On Apr 12, 2007, at 9:37 AM, Chris Wilson wrote:

> Laurens Holst [mailto:lholst@students.cs.uu.nl] wrote:
>> Chris Wilson schreef:
>>> All,
>>>         I need to detail an essay about compatibility and opt-in to
>>> explain the Microsoft viewpoint on this.  I have a few things on my
>>> plate I must do today, so it will probably take a day or two.  I'm
>>> going to likely be silent until then on this topic.
>>
>> I wonder how much merit it has to discuss/decide this now; isn’t the
>> necessity of this depending on the output of this working group and
>> the opinion of implementors on the feasibility to implement it  
>> without
>> breaking current pages?  Assuming on beforehand the spec will  
>> never be
>> able to define HTML5 in a way that doesn’t break existing pages is I
>> think premature.
>
> The current HTML5 spec has severe breakages from IE's  
> implementation already.  (E.g. removing the classid and codebase  
> attributes from <object>.)  This is why I needed to write up my  
> thoughts.

I'm not sure how this is a breakage.
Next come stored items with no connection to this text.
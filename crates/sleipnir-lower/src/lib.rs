//! Sleipnir Circuit Lowering
//!
//! This crate decides which operations the local statevector engine can
//! execute natively and rewrites circuits so every leaf is
//! engine-executable.
//!
//! # Overview
//!
//! Three pieces cooperate:
//!
//! - [`CapabilitySet`]: the immutable set of natively executable
//!   operation kinds, built once at engine construction.
//! - The wrapper resolver ([`resolver::unwrap_base`]): strips composite
//!   modifiers (power, inverse, control) to find an operation's base for
//!   classification purposes only.
//! - [`Lowering`]: the recursive rewrite pass. Per instruction, in input
//!   order: a supported operation passes through unchanged; an
//!   unsupported unitary of at most two qubits collapses to a
//!   dense-matrix gate with the identical operator; anything else is
//!   decomposed via the operation model's own rules and re-lowered.
//!
//! Structurally unsupported operations (tensor-network diagnostics,
//! oracles, oversized expectation values and matrix gates) abort the
//! whole call; lowering is all-or-nothing and never drops or substitutes
//! an operation silently.
//!
//! # Example
//!
//! ```rust
//! use sleipnir_ir::{Circuit, Instruction, Operation, QubitId, StandardGate};
//! use sleipnir_lower::{CapabilitySet, Lowering};
//!
//! // H is native; Control(H) is a composite modifier and is not.
//! let mut circuit = Circuit::new("example");
//! circuit.h(QubitId(0)).unwrap();
//! circuit
//!     .push_op(
//!         Operation::control(1, Operation::Gate(StandardGate::H)),
//!         [QubitId(0), QubitId(1)],
//!         [],
//!         [],
//!     )
//!     .unwrap();
//!
//! let lowering = Lowering::new(CapabilitySet::statevector());
//! let lowered = lowering.lower(&circuit).unwrap();
//!
//! // Order is preserved and every leaf is engine-executable.
//! assert_eq!(lowered.instructions()[0].name(), "h");
//! ```

pub mod capability;
pub mod error;
pub mod lower;
pub mod resolver;

pub use capability::{CapabilitySet, SupportVerdict};
pub use error::{LowerError, LowerResult};
pub use lower::{DEFAULT_MAX_DEPTH, Lowering};
pub use resolver::{MAX_WRAPPER_DEPTH, unwrap_base};
//! Randomized closure and wire-preservation properties.

use proptest::prelude::*;

use sleipnir_ir::{
    BitId, Circuit, Instruction, NoiseChannel, Operation, QubitId, StandardGate,
};
use sleipnir_lower::{CapabilitySet, Lowering};

const WIRES: u32 = 6;

/// Three distinct qubits derived from random offsets.
fn distinct_qubits(q0: u32, d1: u32, d2: u32) -> (QubitId, QubitId, QubitId) {
    let a = q0 % WIRES;
    let b = (a + 1 + d1 % (WIRES - 1)) % WIRES;
    let mut c = (b + 1 + d2 % (WIRES - 1)) % WIRES;
    if c == a {
        c = (c + 1) % WIRES;
        if c == b {
            c = (c + 1) % WIRES;
        }
    }
    (QubitId(a), QubitId(b), QubitId(c))
}

fn arb_instruction() -> impl Strategy<Value = Instruction> {
    (
        0usize..12,
        0u32..WIRES,
        0u32..WIRES,
        0u32..WIRES,
        1i64..4,
        0.1f64..3.0,
    )
        .prop_map(|(select, q0, d1, d2, count, angle)| {
            let (a, b, c) = distinct_qubits(q0, d1, d2);
            match select {
                0 => Instruction::single_qubit_gate(StandardGate::H, a),
                1 => Instruction::two_qubit_gate(StandardGate::CX, a, b),
                2 => Instruction::single_qubit_gate(StandardGate::Rz(angle.into()), a),
                3 => Instruction::gate(StandardGate::CCX, [a, b, c]),
                4 => Instruction::new(
                    Operation::control(1, Operation::Gate(StandardGate::H)),
                    [a, b],
                    [],
                    [],
                ),
                5 => Instruction::new(
                    Operation::power(Operation::Gate(StandardGate::X), count as f64),
                    [a],
                    [],
                    [],
                ),
                6 => Instruction::new(
                    Operation::inverse(Operation::Gate(StandardGate::T)),
                    [a],
                    [],
                    [],
                ),
                7 => Instruction::two_qubit_gate(StandardGate::Swap, a, b),
                8 => Instruction::new(
                    Operation::control(2, Operation::Gate(StandardGate::T)),
                    [a, b, c],
                    [],
                    [],
                ),
                9 => Instruction::new(
                    Operation::repeat(count as u32, Operation::Gate(StandardGate::X)),
                    [a],
                    [],
                    [],
                ),
                10 => Instruction::measure(a, BitId(a.0)),
                _ => Instruction::new(
                    Operation::Noise(NoiseChannel::Depolarizing { p: 0.01 }),
                    [a],
                    [],
                    [],
                ),
            }
            .expect("generated instruction is well-formed")
        })
}

fn assert_closed(caps: &CapabilitySet, circuit: &Circuit) {
    fn check(caps: &CapabilitySet, inst: &Instruction) {
        assert!(
            caps.classify(inst.operation()).unwrap().is_supported(),
            "leaf '{}' is not engine-executable",
            inst.name()
        );
        if let Operation::Block { body, .. } = inst.operation() {
            for piece in body {
                check(caps, piece);
            }
        }
    }
    for inst in circuit {
        check(caps, inst);
    }
}

proptest! {
    #![proptest_config(ProptestConfig::with_cases(256))]

    /// Every successfully lowered circuit is closed over the capability
    /// set and references exactly the original wires.
    #[test]
    fn lowering_is_closed_and_wire_preserving(
        instructions in prop::collection::vec(arb_instruction(), 1..16)
    ) {
        let mut circuit = Circuit::new("random");
        for inst in instructions {
            circuit.push(inst);
        }

        let caps = CapabilitySet::statevector();
        let lowering = Lowering::new(caps.clone());
        let lowered = lowering.lower(&circuit).unwrap();

        assert_closed(&caps, &lowered);
        prop_assert_eq!(lowered.referenced_wires(), circuit.referenced_wires());
    }

    /// Lowering is deterministic and idempotent: lowering a lowered
    /// circuit changes nothing.
    #[test]
    fn lowering_is_idempotent(
        instructions in prop::collection::vec(arb_instruction(), 1..16)
    ) {
        let mut circuit = Circuit::new("random");
        for inst in instructions {
            circuit.push(inst);
        }

        let lowering = Lowering::new(CapabilitySet::statevector());
        let once = lowering.lower(&circuit).unwrap();
        let twice = lowering.lower(&once).unwrap();
        prop_assert_eq!(once, twice);
    }
}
IE could process those  
attributes and still be conformant. But content could not use them  
and remain conformant. Nothing in the spec says you can't have  
extensions.

(I don't know the reasoning for this decision but I imagine it is  
because classid and codebase are generally used to request plugins  
that use a Microsoft-specific technology and only work in IE.)

>
>> You mentioned HTML6; if HTML6 is not interoperable without breaking
>> backwards compatibility, a version switch can be added in HTML6.
>> Saying that HTML5 won’t have versioning information does I think
>> not prevent future specifications from not having any.
>
> And saying that the DOCTYPE is <!DOCTYPE html5> rather than <! 
> DOCTYPE html> doesn't say that the next version actually needs to  
> be HTML6, or that it will necessitate a new DOCTYPE version.

Fair enough, but <!DOCTYPE html> has the significant advantage that  
it triggers standards mode in current browsers, so it's easier to  
make content that degrades gracefully. I don't think <!DOCTYPE html5>  
would.

And conversely, saying that HTML5 documents start with <!DOCTYPE  
html><html> (which is already distinguishable from HTML4) would not  
rule out requiring <!DOCTYPE html><html version=6> for HTML6.